Publication of an investigation into alleged wrongful manipulation of cancer patients’ waiting time data at Colchester Hospital University Foundation Trust is being held up by legal issues, HSJ understands.

A draft of the independent report has been submitted to Monitor but a source familiar with the process said the report authors’ decision to name individuals and their roles in the scandal has caused delays, as the regulator sought legal advice.

HSJ understands the report is likely to be published within the next couple of months, although it is unclear yet whether or not the names if the names will be redacted from the public version.

Monitor confirmed to HSJ that it had received a draft of the report.  

A Monitor spokeswoman said: “Monitor has received a draft copy of the independent investigation into concerns about patients’ cancer care at Colchester Hospital University Foundation Trust.

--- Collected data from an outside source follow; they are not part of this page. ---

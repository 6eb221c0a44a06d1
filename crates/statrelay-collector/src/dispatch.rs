//! Message dispatch and the ad-hoc metric registry.

use std::collections::BTreeMap;
use std::collections::btree_map::Entry;

use serde_json::Value;
use statrelay_metrics::{
    render_all, Counter, Gauge, Histogram, LabelSet, Metric, MetricKind, RenderContext, Summary,
    DEFAULT_BUCKETS,
};
use statrelay_protocol::{Action, MetricMessage};
use tokio::sync::Mutex;
use tracing::{debug, warn};

use crate::error::{CollectorError, CollectorResult};

/// A collector that owns every message whose `type` equals its
/// [`type_name`](TypeCollector::type_name).
///
/// `collect` folds one message into the collector's state; `metrics`
/// produces the current primitives to render. Both are called with the
/// registry lock held, so implementations never see concurrent calls.
pub trait TypeCollector: Send {
    fn type_name(&self) -> &str;

    fn collect(&mut self, message: &Value) -> CollectorResult<()>;

    fn metrics(&mut self) -> Vec<Metric>;
}

struct Registry {
    type_collectors: BTreeMap<String, Box<dyn TypeCollector>>,
    metrics: BTreeMap<String, Metric>,
    default_buckets: Vec<f64>,
}

/// Routes decoded messages to type collectors or the ad-hoc registry and
/// renders everything it holds.
///
/// Processing and rendering are serialized on one async mutex, so a scrape
/// never observes a half-applied message.
pub struct Collector {
    registry: Mutex<Registry>,
}

impl Default for Collector {
    fn default() -> Self {
        Self::new()
    }
}

impl Collector {
    pub fn new() -> Self {
        Self {
            registry: Mutex::new(Registry {
                type_collectors: BTreeMap::new(),
                metrics: BTreeMap::new(),
                default_buckets: DEFAULT_BUCKETS.to_vec(),
            }),
        }
    }

    /// Buckets for histograms created without explicit `opts.buckets`.
    pub fn with_default_buckets(mut self, buckets: Vec<f64>) -> Self {
        self.registry.get_mut().default_buckets = buckets;
        self
    }

    pub fn with_collector(mut self, collector: impl TypeCollector + 'static) -> Self {
        self.register(collector);
        self
    }

    /// Register a type collector, replacing any previous one for the same type.
    pub fn register(&mut self, collector: impl TypeCollector + 'static) {
        let name = collector.type_name().to_string();
        debug!(type_name = %name, "registering type collector");
        self.registry
            .get_mut()
            .type_collectors
            .insert(name, Box::new(collector));
    }

    /// Decode and apply one raw message.
    pub async fn process(&self, raw: &[u8]) -> CollectorResult<()> {
        let value: Value = serde_json::from_slice(raw).map_err(CollectorError::Decode)?;
        self.process_value(&value).await
    }

    /// Apply one decoded message.
    ///
    /// Messages for unknown kinds, or missing a required field, are logged
    /// and dropped rather than reported as failures.
    pub async fn process_value(&self, value: &Value) -> CollectorResult<()> {
        let Value::Object(object) = value else {
            return Err(CollectorError::NotAnObject);
        };

        let mut registry = self.registry.lock().await;
        if let Some(type_name) = object.get("type").and_then(Value::as_str) {
            if let Some(collector) = registry.type_collectors.get_mut(type_name) {
                return collector.collect(value).map_err(|err| match err {
                    CollectorError::Aggregator { .. } => err,
                    other => CollectorError::Aggregator {
                        type_name: type_name.to_string(),
                        reason: other.to_string(),
                    },
                });
            }
        }

        match registry.apply_adhoc(value) {
            Err(err) if err.is_ignorable() => {
                warn!(error = %err, "dropping metric message");
                Ok(())
            }
            result => result,
        }
    }

    /// Render ad-hoc metrics followed by each type collector's metrics.
    pub async fn render(&self, ctx: &RenderContext) -> String {
        let mut registry = self.registry.lock().await;
        let typed: Vec<Metric> = registry
            .type_collectors
            .values_mut()
            .flat_map(|collector| collector.metrics())
            .collect();
        render_all(registry.metrics.values().chain(&typed), ctx)
    }

    /// Run `f` against the ad-hoc metric called `name`.
    pub async fn with_metric<R>(&self, name: &str, f: impl FnOnce(&Metric) -> R) -> Option<R> {
        let registry = self.registry.lock().await;
        registry.metrics.get(name).map(f)
    }

    pub async fn metric_names(&self) -> Vec<String> {
        self.registry.lock().await.metrics.keys().cloned().collect()
    }

    /// Forget an ad-hoc metric entirely.
    pub async fn remove_metric(&self, name: &str) -> bool {
        self.registry.lock().await.metrics.remove(name).is_some()
    }

    pub async fn type_names(&self) -> Vec<String> {
        self.registry
            .lock()
            .await
            .type_collectors
            .keys()
            .cloned()
            .collect()
    }
}

impl Registry {
    fn apply_adhoc(&mut self, value: &Value) -> CollectorResult<()> {
        for field in ["name", "help", "type"] {
            if value.get(field).is_none_or(Value::is_null) {
                return Err(CollectorError::MissingField(field));
            }
        }
        let kind_name = value["type"]
            .as_str()
            .ok_or_else(|| CollectorError::InvalidValue("\"type\" must be a string".into()))?;
        if let Err(unknown) = kind_name.parse::<MetricKind>() {
            return Err(CollectorError::UnknownKind(unknown.0));
        }

        let message: MetricMessage = serde_json::from_value(value.clone())
            .map_err(|err| CollectorError::InvalidValue(err.to_string()))?;
        let labels = message.label_set();
        if message.action.is_none() {
            if let Some(action) = value.get("prometheus_exporter_action").filter(|a| !a.is_null()) {
                debug!(name = %message.name, %action, "unrecognised action, observing");
            }
        }

        let metric = match self.metrics.entry(message.name.clone()) {
            Entry::Occupied(entry) => entry.into_mut(),
            Entry::Vacant(entry) => {
                debug!(name = %message.name, kind = %message.kind, "creating metric");
                entry.insert(create_metric(&message, &self.default_buckets))
            }
        };
        apply(metric, &message, &labels)
    }
}

fn create_metric(message: &MetricMessage, default_buckets: &[f64]) -> Metric {
    let name = message.name.as_str();
    let help = message.help.as_str();
    let opts = message.opts.as_ref();
    match message.kind {
        MetricKind::Counter => Counter::new(name, help).into(),
        MetricKind::Gauge => Gauge::new(name, help).into(),
        MetricKind::Histogram => {
            let buckets = opts
                .and_then(|o| o.buckets.clone())
                .unwrap_or_else(|| default_buckets.to_vec());
            Histogram::with_buckets(name, help, buckets).into()
        }
        MetricKind::Summary => match opts.and_then(|o| o.quantiles.clone()) {
            Some(quantiles) => Summary::with_quantiles(name, help, quantiles).into(),
            None => Summary::new(name, help).into(),
        },
    }
}

/// Apply one observation. The existing metric's kind wins over the kind
/// named in the message.
fn apply(metric: &mut Metric, message: &MetricMessage, labels: &LabelSet) -> CollectorResult<()> {
    let kind = metric.kind();
    let delta = message.value.unwrap_or(1.0);
    match (metric, message.action) {
        (Metric::Counter(c), None) => c.observe(labels, delta),
        (Metric::Counter(c), Some(Action::Increment)) => c.increment(labels, delta),
        (Metric::Counter(c), Some(Action::Decrement)) => c.decrement(labels, delta),
        (Metric::Gauge(g), None) => match message.value {
            Some(v) => g.observe(labels, v),
            None => {
                g.remove(labels);
            }
        },
        (Metric::Gauge(g), Some(Action::Increment)) => g.increment(labels, delta),
        (Metric::Gauge(g), Some(Action::Decrement)) => g.decrement(labels, delta),
        (Metric::Histogram(h), None) => h.observe(labels, required_value(message)?),
        (Metric::Summary(s), None) => s.observe(labels, required_value(message)?),
        (_, Some(action)) => return Err(CollectorError::UnsupportedAction { kind, action }),
    }
    Ok(())
}

fn required_value(message: &MetricMessage) -> CollectorResult<f64> {
    message
        .value
        .ok_or(CollectorError::MissingField("value"))
}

“The appropriate due process, which includes legal advice, is being followed ahead of the report being published by the trust.”

The trust announced an independent investigation would take place in November following a Care Quality Commission report said that there were“inaccuracies” with waiting time data relating to cancer treatment.

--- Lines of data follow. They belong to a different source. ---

//! State shared by the ingestion path and the scrape handler.

use std::sync::Arc;
use std::time::Duration;

use statrelay_collector::Collector;
use statrelay_metrics::{render_all, RenderContext};
use tracing::warn;

use crate::config::ServerConfig;
use crate::self_metrics::{RssProbe, SelfMetrics};

pub type SharedState = Arc<ServerState>;

pub struct ServerState {
    pub collector: Arc<Collector>,
    pub stats: SelfMetrics,
    pub max_message_size: usize,
    render_ctx: RenderContext,
    render_timeout: Duration,
    rss: RssProbe,
}

impl ServerState {
    pub fn new(config: &ServerConfig, collector: Arc<Collector>) -> Self {
        Self {
            collector,
            stats: SelfMetrics::new(),
            max_message_size: config.max_message_size,
            render_ctx: config.render_context(),
            render_timeout: config.render_timeout(),
            rss: RssProbe::new(),
        }
    }

    pub fn render_context(&self) -> &RenderContext {
        &self.render_ctx
    }

    /// The full exposition: self-metrics first, then everything the
    /// collector holds.
    ///
    /// If the collector does not finish within the render timeout only the
    /// self-metrics are returned, with `collector_working` at 0.
    pub async fn render_metrics(&self) -> String {
        let collected =
            match tokio::time::timeout(self.render_timeout, self.collector.render(&self.render_ctx))
                .await
            {
                Ok(text) => Some(text),
                Err(_) => {
                    warn!(
                        timeout_ms = self.render_timeout.as_millis() as u64,
                        "collector render timed out"
                    );
                    None
                }
            };

        let working = collected.as_ref().is_some_and(|text| !text.is_empty());
        let rss_bytes = self.rss.sample().await;
        let mut out = render_all(
            &self.stats.snapshot(working, rss_bytes),
            &self.render_ctx,
        );
        if let Some(text) = collected.filter(|text| !text.is_empty()) {
            out.push('\n');
            out.push_str(&text);
        }
        out
    }
}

Staff had had told inspectors they were “pressured or bullied” to change data to make it seem as though people were being treated in line with national guidelines, the report said.

The trust was subsequently placed in special measures and is the matter is being investigated by the police.

The inquiry has been led by Pat Troop, a former deputy chief medical officer of England, and Carole Taylor-Brown, former chief executive of NHS Suffolk and former chair of the Anglia Cancer Network.

The trust has seen a raft of personnel changes since the CQC’s report.

It has appointed three interim chief executives since its last permanent chief Gordon Coutts left shortly after the scandal broke.

Former Whipps Cross University Hospital Trust chief executive Lucy Moore took on the role this month, shortly after Sally Irvine, the trust’s chair since 2010, announced she was leaving.